• Dataset content

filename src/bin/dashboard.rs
//! Runs only the web dashboard against the queue database.

use anyhow::Result;
use std::sync::Arc;
use tracing::info;
use tracing_subscriber::{layer::SubscriberExt, util::SubscriberInitExt};

use queue_bot::config::{database_url_from_env, http_port_from_env};
use queue_bot::dashboard;
use queue_bot::database::connection::DatabaseManager;

#[tokio::main]
async fn main() -> Result<()> {
    tracing_subscriber::registry()
        .with(
            tracing_subscriber::EnvFilter::try_from_default_env()
                .unwrap_or_else(|_| "queue_bot=info,tower_http=info".into()),
        )
        .with(tracing_subscriber::fmt::layer())
        .init();

    dotenvy::dotenv().ok();
    let database_url = database_url_from_env();
    let port = http_port_from_env()?;

    info!("Starting queue dashboard - Database: {}, HTTP Port: {}", database_url, port);

    let db = DatabaseManager::new(&database_url).await?;
    db.run_migrations().await?;

    let listener = dashboard::bind(port).await?;
    dashboard::serve(listener, Arc::new(db)).await
}
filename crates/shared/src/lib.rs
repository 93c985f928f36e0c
pub mod domain;
pub mod error;
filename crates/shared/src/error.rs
use serde::{Deserialize, Serialize};
use thiserror::Error;

/// Stable numeric error vocabulary of the control API. Clients branch on the
/// numeric code; do not renumber.
#[derive(Debug, Clone, Copy, PartialEq, Eq)]
pub enum ErrorCode {
    Unknown,
    AlreadyStarted,
    InappropriateCondition,
    InvalidScaleSize,
    WorkerStatus,
}

impl ErrorCode {
    pub fn code(self) -> u16 {
        match self {
            ErrorCode::Unknown => 1000,
            ErrorCode::AlreadyStarted => 1001,
            ErrorCode::InappropriateCondition => 1002,
            ErrorCode::InvalidScaleSize => 1003,
            ErrorCode::WorkerStatus => 1004,
        }
    }

    /// Fixed English wire text. Paired with the code, not localized.
    pub fn message(self) -> &'static str {
        match self {
            ErrorCode::Unknown => "Unknown error",
            ErrorCode::AlreadyStarted => "Service already started",
            ErrorCode::InappropriateCondition => "Inappropriate conditions",
            ErrorCode::InvalidScaleSize => "Invalid scale size",
            ErrorCode::WorkerStatus => "One or more workers have error state",
        }
    }

    /// 1000 is the transport-layer catch-all and 1004 a known-bad fleet
    /// condition; both are 500. The remaining codes are client refusals.
    pub fn http_status(self) -> u16 {
        match self {
            ErrorCode::Unknown | ErrorCode::WorkerStatus => 500,
            ErrorCode::AlreadyStarted
            | ErrorCode::InappropriateCondition
            | ErrorCode::InvalidScaleSize => 400,
        }
    }
}

/// Translated control-API error, ready to be rendered as an HTTP response.
#[derive(Debug, Clone, Copy, PartialEq, Eq, Error)]
#[error("{}: {}", .code.code(), .code.message())]
pub struct ApiError {
    pub code: ErrorCode,
}

impl ApiError {
    pub fn new(code: ErrorCode) -> Self {
        Self { code }
    }
}

#[derive(Debug, Clone, Serialize, Deserialize)]
pub struct ErrorBody {
    pub code: u16,
    pub message: String,
}

/// Wire shape of every failure response: `{"error":{"code":…,"message":…}}`.
#[derive(Debug, Clone, Serialize, Deserialize)]
pub struct ErrorEnvelope {
    pub error: ErrorBody,
}

impl From<ApiError> for ErrorEnvelope {
    fn from(value: ApiError) -> Self {
        Self {
            error: ErrorBody {
                code: value.code.code(),
                message: value.code.message().to_string(),
            },
        }
    }
}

• To do
Read through the entries above, and wherever a line holds the string "Clone", copy it.

• Response to this exercise
#[derive(Debug, Clone, Copy, PartialEq, Eq)]
#[derive(Debug, Clone, Copy, PartialEq, Eq, Error)]
#[derive(Debug, Clone, Serialize, Deserialize)]
#[derive(Debug, Clone, Serialize, Deserialize)]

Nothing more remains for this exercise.